Acorde a esto ya citado, si creemos que la vida es todo color de rosas y que no tendremos tormentas, que derrumbe esa idea. La vida no es sencilla y más todavía cuando nosotros mismos somos los que complicamos  los caminos con actitudes a veces infantiles;  por esos defectos aprendidos de nuestros antecesores pero que depende ya de nosotros darle mayor y mejor uso, y por el solo hecho de haber visto los errores que causaron antes en ellos. Entonces, es de nosotros que dependerá si, al igual que con el ejemplo más arriba indicado, somos capaces de recomenzar, transformar todo dolor, irá, derrota, error, entre otros, en una nueva aventura dispuesta a vivirla como una segunda oportunidad.  Sabiendo, o al menos, teniendo la fe de que la promesa de Dios es que estará con nosotros y no nos abandonará a la hora de recomenzar y más cuando es forjando un mejor y más bondadoso, humilde y sabio ser humano.  
   
Habrán momentos que desees renunciar o rendirte a seguir luchando, porque no le encuentras motivación.  Recuerda que eres y podrás llegar a ser lo que piensas.  No le des cabida ni vivas en el ámbito de la angustia, de la desidia ni mucho menos de tu desvalorización y falta de razones para seguir adelante.   Recuerda que hay un momento en que todos tenemos la oportunidad de recomenzar, siempre y cuando, no tiremos todo por la borda y decidamos creernos infalibles e incapaces de ser vencidos.  Tu ego puede ser el peor enemigo que tengas y tu orgullo su alabardero.
   
Claro que nada se te será fácil, pero eso no es razón ni justificación para llegar a doblegar tu dignidad ni mucho menos hipotecar tu respeto que hayas podido cultivar con el tiempo.  Y si estás comenzando a realizar tu historia, procura no comprometerla por otros que buscan sacarte de lo correcto y de la educación que has recibido en tu hogar.  Y si por alguna situación especial, no has tenido la oportunidad de una familia dónde buscar ejemplos, es a ti que mañana afectará directamente lo que tomes como decisión.

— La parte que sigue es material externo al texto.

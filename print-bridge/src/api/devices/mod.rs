//! Device registry API

mod handler;

use axum::{
    Router,
    routing::{get, post},
};

use crate::core::BridgeState;

pub fn router() -> Router<BridgeState> {
    Router::new().nest("/api/devices", routes())
}

fn routes() -> Router<BridgeState> {
    Router::new()
        .route("/", post(handler::register).get(handler::list))
        .route("/{id}", get(handler::get_by_id))
        .route("/{id}/disable", post(handler::disable))
}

Procura saber que toda alternativa que asumas tendrá su causa, pero también sus consecuencias, que debes asumir con responsabilidad.
   
Cada día que inicia, nos debemos preguntar: ¿Podremos construir o seguir levantando mañana ese nido, que hoy luce destruido o se siente como tal? ¿Si seremos capaces de comenzar a luchar,  de no rendirnos de forma fácil ante lo que busca impedirlo? O ¿Si sientes que necesitas ser renovado? Muchas de estas respuestas, las tienes contigo, en la forma que decidas actuar y tu comportamiento de cara al Sol.